Naming rights

16 de setembro de 2024 1 Por Leandro Marçal

Sempre arrumamos desculpas para citar gente admirada. Nas artes, especialmente, isso é bem comum. Falamos daquela cantora, daquele escritor, de atores e atrizes que amamos.

Também sou assim. Volta e meia, cito o falecido David Foster Wallace, o DFW para os falsos íntimos. Em seu mirabolante livro Graça Infinita, os anos não são identificados por números, mas por marcas: Ano do Emplastro Medicinal Tucks, Ano do Chocolate Dove Tamanho-Boquinha, Ano do Frango-Maravilha Perdue, Ano da Fralda Geriátrica Depend, Ano do Lava-louças Quietinho Maytag.

Penso no Graça Infinita quando pingam notícias sobre naming rights. Em resumo, essa é a prática de nomear eventos ou espaços físicos com marcas publicitárias para aumentar sua projeção. E os lucros, é claro.

Eu, que já acho feio demais chamar de arena um estádio de futebol, estranho ao ouvir o meu time jogando no Estádio do Wafer Coberto com Chocolate. Na mesma cidade, existe a Arena da Seguradora e a Arena da Farmacêutica. Outro dia, fiquei espantado ao saber que na cidade ao lado da minha um monumento esportivo será rebatizado como o Estádio da Casa de Apostas.
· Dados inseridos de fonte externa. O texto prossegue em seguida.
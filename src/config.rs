//! Configuration file support for keysense.
//!
//! This module handles loading and validating user settings from the
//! configuration file located at `~/.config/keysense/config.toml`. The only
//! tunable today is the dismiss timeout of the navigation detector.
//!
//! If no config file exists, sensible defaults are used automatically.

use anyhow::{Context, Result};
use log::{debug, info};
use serde::{Deserialize, Serialize};
use std::fs;
use std::path::{Path, PathBuf};
use std::time::Duration;

/// Main configuration structure containing all user settings.
///
/// This is the root configuration type that gets deserialized from the TOML
/// file. All fields have sensible defaults and will use those if not
/// specified in the config file.
///
/// # Example TOML
/// ```toml
/// [navigation]
/// dismiss_timeout_ms = 500
/// ```
#[derive(Debug, Serialize, Deserialize, Default)]
pub struct Config {
    /// Navigation detector tuning
    #[serde(default)]
    pub navigation: NavigationConfig,
}

/// Navigation detector settings.
#[derive(Debug, Clone, Serialize, Deserialize)]
pub struct NavigationConfig {
    /// How long after Escape the keyboard navigation mode is dismissed,
    /// provided focus has not moved in the meantime, in milliseconds.
    #[serde(default = "default_dismiss_timeout_ms")]
    pub dismiss_timeout_ms: u64,
}

fn default_dismiss_timeout_ms() -> u64 {
    500
}

impl Default for NavigationConfig {
    fn default() -> Self {
        Self {
            dismiss_timeout_ms: default_dismiss_timeout_ms(),
        }
    }
}

impl NavigationConfig {
    pub fn dismiss_timeout(&self) -> Duration {
        Duration::from_millis(self.dismiss_timeout_ms)
    }
}

impl Config {
    /// Validates and clamps all configuration values to acceptable ranges.
    ///
    /// Invalid values are clamped to the nearest valid value and a warning
    /// is logged.
    ///
    /// Validated ranges:
    /// - `dismiss_timeout_ms`: 50 - 10000
    fn validate_and_clamp(&mut self) {
        if !(50..=10_000).contains(&self.navigation.dismiss_timeout_ms) {
            log::warn!(
                "Invalid dismiss_timeout_ms {}, clamping to 50-10000 range",
                self.navigation.dismiss_timeout_ms
            );
            self.navigation.dismiss_timeout_ms =
                self.navigation.dismiss_timeout_ms.clamp(50, 10_000);
        }
    }

    /// Returns the path to the configuration file.
    ///
    /// The config file is located at `~/.config/keysense/config.toml`.
    ///
    /// # Errors
    /// Returns an error if the config directory cannot be determined
    /// (e.g., HOME not set).
    pub fn get_config_path() -> Result<PathBuf> {
        let config_dir = dirs::config_dir()
            .context("Could not find config directory")?
            .join("keysense");

        Ok(config_dir.join("config.toml"))
    }

    /// Loads configuration from file, or returns defaults if not found.
    ///
    /// # Errors
    /// Returns an error if:
    /// - The config directory path cannot be determined
    /// - The file exists but cannot be read
    /// - The file exists but contains invalid TOML syntax
    pub fn load() -> Result<Self> {
        let config_path = Self::get_config_path()?;

        if !config_path.exists() {
            info!("Config file not found, using defaults");
            debug!("Expected config at: {}", config_path.display());
            return Ok(Self::default());
        }

        Self::load_from(&config_path)
    }

    /// Loads and validates configuration from an explicit path.
    ///
    /// # Errors
    /// Returns an error if the file cannot be read or parsed.
    pub fn load_from(path: &Path) -> Result<Self> {
        let config_str = fs::read_to_string(path)
            .with_context(|| format!("Failed to read config from {}", path.display()))?;

        let mut config: Config = toml::from_str(&config_str)
            .with_context(|| format!("Failed to parse config from {}", path.display()))?;

        config.validate_and_clamp();

        info!("Loaded config from {}", path.display());
        debug!("Config: {:?}", config);

        Ok(config)
    }

    /// Saves the current configuration to file.
    ///
    /// # Errors
    /// Returns an error if the config directory cannot be created or the
    /// file cannot be written.
    pub fn save(&self) -> Result<()> {
        let config_path = Self::get_config_path()?;
        self.save_to(&config_path)
    }

    /// Serializes the config to TOML and writes it to an explicit path,
    /// creating the parent directory if needed.
    ///
    /// # Errors
    /// Returns an error if serialization or the write fails.
    pub fn save_to(&self, path: &Path) -> Result<()> {
        if let Some(parent) = path.parent() {
            fs::create_dir_all(parent).context("Failed to create config directory")?;
        }

        let config_str = toml::to_string_pretty(self).context("Failed to serialize config")?;

        fs::write(path, config_str)
            .with_context(|| format!("Failed to write config to {}", path.display()))?;

        info!("Saved config to {}", path.display());
        Ok(())
    }
}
Parece um caminho fácil dizer que DFW foi visionário no livro com mais de mil páginas. Prefiro pensar que, mesmo tão conectadas a seu tempo, algumas obras artísticas seguem relevantes por anos, décadas, séculos.

Se você percorre São Paulo de metrô, já deve ter embarcado ou descido na Estação do Mercado Atacadista, na Estação da Loja de Roupas Sem Estampa e na Estação da Farmácia Especializada em Medicamentos Genéricos. Para desespero da gente de bom senso, a promessa é de vender mais.

Eu sei, eu sei. Todo mundo tem contas a pagar. Cada dia fica mais difícil não terminar os meses no vermelho, seja para pessoas físicas ou para os CNPJs pseudomoderninhos.

Mas é esquisitíssimo ver a figura histórica do meu time de futebol dando lugar a um doce. Ou o nome do bairro de uma estação, que ajuda a me localizar melhor, substituído por quem tenta me vender camisas descartáveis.

Tudo pode ser vendido. Quem me garante que amanhã ou depois eu não passe a morar na Cidade do Iogurte para a Flora Intestinal? Imagine as campanhas de conscientização contra doenças diversas dando lugar ao Mês do Ansiolítico ou Mês do Chazinho contra a Disfunção Erétil. Por que não?

Garanto a você, caro leitor e rara leitora, que não pretendo rebatizar este blog como Tirei um Desodorante 24h da Gaveta. Nem pretendo ser chamado de Leandro do Banco com as Melhores Taxas de Financiamento Habitacional Marçal. Nem tudo está à venda, mas nem todo mundo concorda comigo.